Almost decade on, she still suffers from the side effects that left her allergic to the sun and giving up her dream career as a horse rider. Robyn Cherry, then 20, saved up £120 and got her hair dyed professionally at a local hair salon back in October 2010.
The young woman from Cheltenham, Gloucestershire, suffered a severe reaction to paraphenylenediamine (PPD), a common ingredient in hair dye. “Going to the hairdressers that day was the worst mistake of my life. I’ve been in and out of A&E since then and it has been absolute hell,” Cherry was quoted.
Despite undergoing a patch test, the office administrator was left unable to see and her face doubled in size.

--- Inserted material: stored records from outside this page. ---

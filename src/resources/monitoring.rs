//! User-workload monitoring configuration.
//!
//! Scheduled TrustyAI metrics only reach Prometheus if user-workload
//! monitoring is enabled on the cluster. These two config maps live in fixed
//! OpenShift namespaces and are shared cluster state: when one already
//! exists it is left alone on both provision and release.

use std::collections::BTreeMap;

use k8s_openapi::api::core::v1::ConfigMap;
use k8s_openapi::apimachinery::pkg::apis::meta::v1::ObjectMeta;
use kube::api::{Api, DeleteParams, PostParams};
use kube::Client;
use tracing::{info, warn};

use crate::Result;

const CLUSTER_MONITORING_NAMESPACE: &str = "openshift-monitoring";
const CLUSTER_MONITORING_CONFIG: &str = "cluster-monitoring-config";
const USER_WORKLOAD_NAMESPACE: &str = "openshift-user-workload-monitoring";
const USER_WORKLOAD_CONFIG: &str = "user-workload-monitoring-config";

/// Handle to the pair of monitoring config maps
pub struct MonitoringHandle {
    client: Client,
    /// Which of the two maps this suite created (and therefore owns)
    owned: Vec<(&'static str, &'static str)>,
}

impl MonitoringHandle {
    /// Enable user-workload monitoring and Prometheus debug logging
    pub async fn provision(client: &Client) -> Result<Self> {
        let mut handle = Self {
            client: client.clone(),
            owned: Vec::new(),
        };

        let cluster_config =
            serde_yaml::to_string(&serde_json::json!({"enableUserWorkload": "true"}))?;
        handle
            .create_config_map(CLUSTER_MONITORING_NAMESPACE, CLUSTER_MONITORING_CONFIG, cluster_config)
            .await?;

        let user_workload_config = serde_yaml::to_string(&serde_json::json!({
            "prometheus": {"logLevel": "debug", "retention": "15d"}
        }))?;
        handle
            .create_config_map(USER_WORKLOAD_NAMESPACE, USER_WORKLOAD_CONFIG, user_workload_config)
            .await?;

        Ok(handle)
    }

    async fn create_config_map(
        &mut self,
        namespace: &'static str,
        name: &'static str,
        config_yaml: String,
    ) -> Result<()> {
        let api: Api<ConfigMap> = Api::namespaced(self.client.clone(), namespace);
        let config_map = ConfigMap {
            metadata: ObjectMeta {
                name: Some(name.to_string()),
                namespace: Some(namespace.to_string()),
                ..Default::default()
            },
            data: Some(BTreeMap::from([("config.yaml".to_string(), config_yaml)])),
            ..Default::default()
        };

        match api.create(&PostParams::default(), &config_map).await {
            Ok(_) => {
                info!(namespace, name, "monitoring config map created");
                self.owned.push((namespace, name));
                Ok(())
            }
            Err(kube::Error::Api(e)) if e.code == 409 => {
                info!(namespace, name, "monitoring config map already present, leaving it");
                Ok(())
            }
            Err(e) => Err(e.into()),
        }
    }

    /// Delete the config maps this suite created, best-effort
    pub async fn release(self) {
        for (namespace, name) in self.owned {
            let api: Api<ConfigMap> = Api::namespaced(self.client.clone(), namespace);
            if let Err(e) = api.delete(name, &DeleteParams::default()).await {
                warn!(namespace, name, error = %e, "failed to delete monitoring config map");
            }
        }
    }
}
//! KServe serving resources
//!
//! ServingRuntime declares how a model format is executed; InferenceService
//! deploys a model through a runtime. Only the fields the suite populates or
//! inspects are modelled; both schemas are open on the server side.

use kube::CustomResource;
use schemars::JsonSchema;
use serde::{Deserialize, Serialize};

use crate::KSERVE_API_GROUP;

/// How a model is deployed by KServe
#[derive(Clone, Copy, Debug, PartialEq, Eq)]
pub enum DeploymentMode {
    /// Multiple models multiplexed behind a shared runtime
    ModelMesh,
    /// Dedicated serverless deployment per model
    Serverless,
}

impl DeploymentMode {
    /// Annotation key carrying the deployment mode
    pub fn annotation_key() -> String {
        format!("{KSERVE_API_GROUP}/deploymentMode")
    }

    /// Annotation value for this mode
    pub fn as_str(self) -> &'static str {
        match self {
            DeploymentMode::ModelMesh => "ModelMesh",
            DeploymentMode::Serverless => "Serverless",
        }
    }
}

/// Specification for a ServingRuntime
#[derive(CustomResource, Clone, Debug, Default, Deserialize, Serialize, JsonSchema, PartialEq)]
#[kube(
    group = "serving.kserve.io",
    version = "v1alpha1",
    kind = "ServingRuntime",
    plural = "servingruntimes",
    namespaced
)]
#[serde(rename_all = "camelCase")]
pub struct ServingRuntimeSpec {
    /// Model formats this runtime can execute
    #[serde(default, skip_serializing_if = "Vec::is_empty")]
    pub supported_model_formats: Vec<SupportedModelFormat>,

    /// Whether multiple models share one runtime deployment (ModelMesh)
    #[serde(default, skip_serializing_if = "Option::is_none")]
    pub multi_model: Option<bool>,

    /// Protocol versions exposed to clients, e.g. `grpc-v1`
    #[serde(default, skip_serializing_if = "Option::is_none")]
    pub protocol_versions: Option<Vec<String>>,

    /// Management gRPC endpoint
    #[serde(default, skip_serializing_if = "Option::is_none")]
    pub grpc_endpoint: Option<String>,

    /// Inference gRPC endpoint
    #[serde(default, skip_serializing_if = "Option::is_none")]
    pub grpc_data_endpoint: Option<String>,

    /// Runtime server containers
    #[serde(default, skip_serializing_if = "Vec::is_empty")]
    pub containers: Vec<k8s_openapi::api::core::v1::Container>,

    /// ModelMesh adapter configuration for the runtime server
    #[serde(default, skip_serializing_if = "Option::is_none")]
    pub built_in_adapter: Option<BuiltInAdapter>,
}

/// A model format a ServingRuntime supports
#[derive(Clone, Debug, Default, Deserialize, Serialize, JsonSchema, PartialEq)]
#[serde(rename_all = "camelCase")]
pub struct SupportedModelFormat {
    /// Format name, e.g. `onnx`
    pub name: String,

    /// Format version
    #[serde(default, skip_serializing_if = "Option::is_none")]
    pub version: Option<String>,

    /// Whether this runtime is auto-selected for the format
    #[serde(default, skip_serializing_if = "Option::is_none")]
    pub auto_select: Option<bool>,
}

/// ModelMesh built-in adapter configuration
#[derive(Clone, Debug, Default, Deserialize, Serialize, JsonSchema, PartialEq)]
#[serde(rename_all = "camelCase")]
pub struct BuiltInAdapter {
    /// Runtime server type, e.g. `ovms`
    pub server_type: String,
    /// Port of the runtime's management interface
    pub runtime_management_port: i32,
    /// Memory buffer reserved for model loading
    pub mem_buffer_bytes: i64,
    /// Model loading timeout in milliseconds
    pub model_loading_timeout_millis: i64,
}

/// Specification for an InferenceService (a deployed model)
#[derive(CustomResource, Clone, Debug, Deserialize, Serialize, JsonSchema, PartialEq)]
#[kube(
    group = "serving.kserve.io",
    version = "v1beta1",
    kind = "InferenceService",
    plural = "inferenceservices",
    status = "InferenceServiceStatus",
    namespaced
)]
#[serde(rename_all = "camelCase")]
pub struct InferenceServiceSpec {
    /// Predictor configuration
    pub predictor: PredictorSpec,
}

/// Predictor half of an InferenceService
#[derive(Clone, Debug, Deserialize, Serialize, JsonSchema, PartialEq)]
#[serde(rename_all = "camelCase")]
pub struct PredictorSpec {
    /// Model to serve
    pub model: ModelSpec,
}

/// Model declaration inside a predictor
#[derive(Clone, Debug, Deserialize, Serialize, JsonSchema, PartialEq)]
#[serde(rename_all = "camelCase")]
pub struct ModelSpec {
    /// Format of the model artifact
    pub model_format: ModelFormat,

    /// Name of the ServingRuntime executing this model
    #[serde(default, skip_serializing_if = "Option::is_none")]
    pub runtime: Option<String>,

    /// Pointer to the model artifact in object storage
    #[serde(default, skip_serializing_if = "Option::is_none")]
    pub storage: Option<StorageRef>,
}

/// Model artifact format
#[derive(Clone, Debug, Deserialize, Serialize, JsonSchema, PartialEq)]
#[serde(rename_all = "camelCase")]
pub struct ModelFormat {
    /// Format name, e.g. `onnx`
    pub name: String,
}

/// Reference into object storage via a connection secret
#[derive(Clone, Debug, Deserialize, Serialize, JsonSchema, PartialEq)]
#[serde(rename_all = "camelCase")]
pub struct StorageRef {
    /// Name of the secret holding the connection coordinates
    pub key: String,
    /// Path of the model artifact inside the bucket
    pub path: String,
}

/// Status reported by the serving controller
#[derive(Clone, Debug, Default, Deserialize, Serialize, JsonSchema, PartialEq)]
#[serde(rename_all = "camelCase")]
pub struct InferenceServiceStatus {
    /// Controller-reported conditions
    #[serde(default, skip_serializing_if = "Vec::is_empty")]
    pub conditions: Vec<StatusCondition>,

    /// External URL of the deployed model, when exposed
    #[serde(default, skip_serializing_if = "Option::is_none")]
    pub url: Option<String>,
}

impl InferenceServiceStatus {
    /// Whether the service has reached the Ready condition
    pub fn is_ready(&self) -> bool {
        self.conditions
            .iter()
            .any(|c| c.type_ == "Ready" && c.status == "True")
    }
}

/// A single status condition, shared across the CRDs the suite inspects
#[derive(Clone, Debug, Default, Deserialize, Serialize, JsonSchema, PartialEq)]
#[serde(rename_all = "camelCase")]
pub struct StatusCondition {
    /// Condition type, e.g. `Ready`
    #[serde(rename = "type")]
    pub type_: String,

    /// Condition status: `True`, `False` or `Unknown`
    pub status: String,

    /// Machine-readable reason
    #[serde(default, skip_serializing_if = "Option::is_none")]
    pub reason: Option<String>,

    /// Human-readable message
    #[serde(default, skip_serializing_if = "Option::is_none")]
    pub message: Option<String>,
}

#[cfg(test)]
mod tests {
    use super::*;

    #[test]
    fn test_api_versions() {
        use kube::Resource;
        assert_eq!(ServingRuntime::api_version(&()), "serving.kserve.io/v1alpha1");
        assert_eq!(InferenceService::api_version(&()), "serving.kserve.io/v1beta1");
    }

    #[test]
    fn test_deployment_mode_annotation() {
        assert_eq!(DeploymentMode::annotation_key(), "serving.kserve.io/deploymentMode");
        assert_eq!(DeploymentMode::ModelMesh.as_str(), "ModelMesh");
        assert_eq!(DeploymentMode::Serverless.as_str(), "Serverless");
    }

    #[test]
    fn test_predictor_serializes_to_kserve_schema() {
        let spec = InferenceServiceSpec {
            predictor: PredictorSpec {
                model: ModelSpec {
                    model_format: ModelFormat {
                        name: "onnx".to_string(),
                    },
                    runtime: Some("ovms-1.x".to_string()),
                    storage: Some(StorageRef {
                        key: "aws-connection-minio-data-connection".to_string(),
                        path: "onnx/loan_model_alpha_august.onnx".to_string(),
                    }),
                },
            },
        };

        let json = serde_json::to_value(&spec).unwrap();
        assert_eq!(
            json,
            serde_json::json!({
                "predictor": {
                    "model": {
                        "modelFormat": {"name": "onnx"},
                        "runtime": "ovms-1.x",
                        "storage": {
                            "key": "aws-connection-minio-data-connection",
                            "path": "onnx/loan_model_alpha_august.onnx",
                        },
                    }
                }
            })
        );
    }

    #[test]
    fn test_ready_condition_detection() {
        let mut status = InferenceServiceStatus::default();
        assert!(!status.is_ready());

        status.conditions.push(StatusCondition {
            type_: "PredictorReady".to_string(),
            status: "True".to_string(),
            ..Default::default()
        });
        assert!(!status.is_ready());

        status.conditions.push(StatusCondition {
            type_: "Ready".to_string(),
            status: "True".to_string(),
            ..Default::default()
        });
        assert!(status.is_ready());
    }

    #[test]
    fn test_status_parses_controller_output() {
        let body = r#"{
            "conditions": [
                {"type": "Ready", "status": "False", "reason": "Waiting", "message": "loading"}
            ],
            "url": "https://demo-loan-nn-onnx-alpha.test-namespace.example.com"
        }"#;
        let status: InferenceServiceStatus = serde_json::from_str(body).unwrap();
        assert!(!status.is_ready());
        assert!(status.url.unwrap().contains("demo-loan-nn-onnx-alpha"));
    }
}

Within minutes of leaving the salon, Cherry’s scalp started burning and the following morning she woke up to discover her face had ballooned twice its size.
“My head literally looked like a tomato, I was so scared. And the pain was agonising. My head was burning so much I felt like it was going to pop off. Mum was worried and revealed that my face was swelling up, even as we were driving to hospital,” Cherry said.

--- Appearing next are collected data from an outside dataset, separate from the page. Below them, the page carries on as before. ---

//! Serving runtime and inference service acquisition.
//!
//! The runtime declares how ONNX models are executed; each inference service
//! references it by name and points at a model artifact behind the MinIO
//! connection secret. An inference service is not usable until its Ready
//! condition holds, which can take several minutes while the runtime pods
//! pull and load the model.

use std::collections::BTreeMap;
use std::time::Duration;

use k8s_openapi::api::core::v1::Container;
use k8s_openapi::apimachinery::pkg::api::resource::Quantity;
use kube::api::{Api, DeleteParams, PostParams};
use kube::Client;
use tracing::{info, warn};

use crate::config::SuiteConfig;
use crate::crd::{
    BuiltInAdapter, DeploymentMode, InferenceService, InferenceServiceSpec, ModelFormat,
    ModelSpec, PredictorSpec, ServingRuntime, ServingRuntimeSpec, StorageRef,
    SupportedModelFormat,
};
use crate::poll::{wait_for_resource, PollConfig};
use crate::{Result, ONNX};

/// Name of the OpenVINO Model Server runtime
pub const OVMS_RUNTIME_NAME: &str = "ovms-1.x";

const OVMS_IMAGE: &str = "quay.io/opendatahub/openvino_model_server:stable";

/// Bound for an inference service to reach the Ready condition
const READY_TIMEOUT: Duration = Duration::from_secs(600);

/// Handle to the provisioned serving runtime
pub struct ServingRuntimeHandle {
    /// Runtime name, referenced by predictor specs
    pub name: String,
    /// Data-connection secret the runtime's models load artifacts through
    pub storage_secret: String,
    namespace: String,
    client: Client,
}

impl ServingRuntimeHandle {
    /// Create the OVMS serving runtime in the given namespace.
    ///
    /// Takes the storage secret name as a dependency: the runtime is useless
    /// (and its models unloadable) without the data connection, so callers
    /// cannot sequence this before the secret exists. Inference services
    /// deployed through the handle reference the same secret.
    pub async fn provision(client: &Client, namespace: &str, storage_secret: &str) -> Result<Self> {
        let api: Api<ServingRuntime> = Api::namespaced(client.clone(), namespace);
        api.create(&PostParams::default(), &ovms_runtime(namespace))
            .await?;
        info!(
            namespace = %namespace,
            runtime = OVMS_RUNTIME_NAME,
            storage_secret = %storage_secret,
            "serving runtime created"
        );

        Ok(Self {
            name: OVMS_RUNTIME_NAME.to_string(),
            storage_secret: storage_secret.to_string(),
            namespace: namespace.to_string(),
            client: client.clone(),
        })
    }

    /// Delete the runtime, best-effort
    pub async fn release(self) {
        let api: Api<ServingRuntime> = Api::namespaced(self.client.clone(), &self.namespace);
        if let Err(e) = api.delete(&self.name, &DeleteParams::default()).await {
            warn!(namespace = %self.namespace, runtime = %self.name, error = %e, "failed to delete serving runtime");
        }
    }
}

fn ovms_runtime(namespace: &str) -> ServingRuntime {
    let mut runtime = ServingRuntime::new(
        OVMS_RUNTIME_NAME,
        ServingRuntimeSpec {
            supported_model_formats: vec![SupportedModelFormat {
                name: ONNX.to_string(),
                version: Some("1".to_string()),
                auto_select: Some(true),
            }],
            multi_model: Some(true),
            protocol_versions: Some(vec!["grpc-v1".to_string()]),
            grpc_endpoint: Some("port:8085".to_string()),
            grpc_data_endpoint: Some("port:8001".to_string()),
            containers: vec![Container {
                name: "ovms".to_string(),
                image: Some(OVMS_IMAGE.to_string()),
                args: Some(
                    [
                        "--port=8001",
                        "--rest_port=8888",
                        "--config_path=/models/model_config_list.json",
                        "--file_system_poll_wait_seconds=0",
                        "--grpc_bind_address=127.0.0.1",
                        "--rest_bind_address=127.0.0.1",
                    ]
                    .into_iter()
                    .map(str::to_string)
                    .collect(),
                ),
                resources: Some(k8s_openapi::api::core::v1::ResourceRequirements {
                    requests: Some(BTreeMap::from([
                        ("cpu".to_string(), Quantity("500m".to_string())),
                        ("memory".to_string(), Quantity("1Gi".to_string())),
                    ])),
                    limits: Some(BTreeMap::from([
                        ("cpu".to_string(), Quantity("5".to_string())),
                        ("memory".to_string(), Quantity("1Gi".to_string())),
                    ])),
                    ..Default::default()
                }),
                ..Default::default()
            }],
            built_in_adapter: Some(BuiltInAdapter {
                server_type: "ovms".to_string(),
                runtime_management_port: 8888,
                mem_buffer_bytes: 134_217_728,
                model_loading_timeout_millis: 90_000,
            }),
        },
    );
    runtime.metadata.namespace = Some(namespace.to_string());
    runtime.metadata.annotations = Some(BTreeMap::from([(
        "enable-route".to_string(),
        "true".to_string(),
    )]));
    runtime
}

/// Handle to a deployed model
pub struct InferenceServiceHandle {
    /// Model name, used as the model id in metric requests
    pub name: String,
    /// Namespace the model is deployed in
    pub namespace: String,
    /// How the model is deployed
    pub mode: DeploymentMode,
    /// External URL reported by the serving controller, when exposed
    pub url: Option<String>,
    client: Client,
}

impl InferenceServiceHandle {
    /// Deploy a model through the given runtime, pointing at an artifact
    /// behind the runtime's storage secret, and wait for the Ready condition
    /// (bounded at ten minutes).
    pub async fn provision(
        client: &Client,
        runtime: &ServingRuntimeHandle,
        name: &str,
        storage_path: &str,
        mode: DeploymentMode,
    ) -> Result<Self> {
        let namespace = runtime.namespace.clone();
        let api: Api<InferenceService> = Api::namespaced(client.clone(), &namespace);

        let mut service = InferenceService::new(
            name,
            InferenceServiceSpec {
                predictor: PredictorSpec {
                    model: ModelSpec {
                        model_format: ModelFormat {
                            name: ONNX.to_string(),
                        },
                        runtime: Some(runtime.name.clone()),
                        storage: Some(StorageRef {
                            key: runtime.storage_secret.clone(),
                            path: storage_path.to_string(),
                        }),
                    },
                },
            },
        );
        service.metadata.namespace = Some(namespace.clone());
        service.metadata.annotations = Some(BTreeMap::from([(
            DeploymentMode::annotation_key(),
            mode.as_str().to_string(),
        )]));

        api.create(&PostParams::default(), &service).await?;
        info!(namespace = %namespace, model = %name, mode = mode.as_str(), "inference service created");

        let poll = PollConfig::new(Duration::from_secs(10), READY_TIMEOUT);
        wait_for_resource(
            &poll,
            &format!("inference service {namespace}/{name}"),
            || {
                let api = api.clone();
                let name = name.to_string();
                async move {
                    let got = api.get(&name).await?;
                    Ok(got.status.is_some_and(|s| s.is_ready()))
                }
            },
        )
        .await?;

        let url = api.get(name).await?.status.and_then(|s| s.url);
        info!(namespace = %namespace, model = %name, "inference service ready");

        Ok(Self {
            name: name.to_string(),
            namespace,
            mode,
            url,
            client: client.clone(),
        })
    }

    /// URL the harness sends inference batches to.
    ///
    /// ModelMesh models are reached through the shared REST proxy; KServe
    /// models expose their own URL in status.
    pub fn infer_url(&self) -> String {
        let base = match (self.mode, &self.url) {
            (DeploymentMode::Serverless, Some(url)) => url.trim_end_matches('/').to_string(),
            _ => SuiteConfig::get().modelmesh_base_url(&self.namespace),
        };
        format!("{base}/v2/models/{}/infer", self.name)
    }

    /// Delete the inference service, best-effort
    pub async fn release(self) {
        let api: Api<InferenceService> = Api::namespaced(self.client.clone(), &self.namespace);
        if let Err(e) = api.delete(&self.name, &DeleteParams::default()).await {
            warn!(namespace = %self.namespace, model = %self.name, error = %e, "failed to delete inference service");
        }
    }
}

By the time they reached hospital, her eyes had swollen shut and she was unable to breathe, and was immediately rushed to the resuscitation unit. “I heard doctors saying my hair was coming out in clumps and my scalp was covered in blisters that kept bursting. They said it was the worst reaction they’d ever seen and, if I’d left it another hour, I would have died,” she said.
Cherry revealed that she usually bleached her hair blonde twice a month at home but because there is no PPD in bleach, it did not cause her any reaction. The salon gave Cherry a patch test the day before her appointment which didn’t reveal any reaction.
The release of PPD had caused Cherry’s body to go into a state of shock which meant she was having severe allergic reactions to everyday items. “I became allergic to most foods, spices, nuts, alcohol and clothing. I couldn’t eat at restaurants, wear nice clothes or go out for drinks with my friends any more. My life became a living hell,” she said.
In May 2011, she was diagnosed with polymorphic light eruption and solar urticaria as a result of the reaction, a rare condition meaning she was sensitive to sunlight. “I was forced to stay indoors whenever it was sunny outside and had to give up my horse riding company,” she added.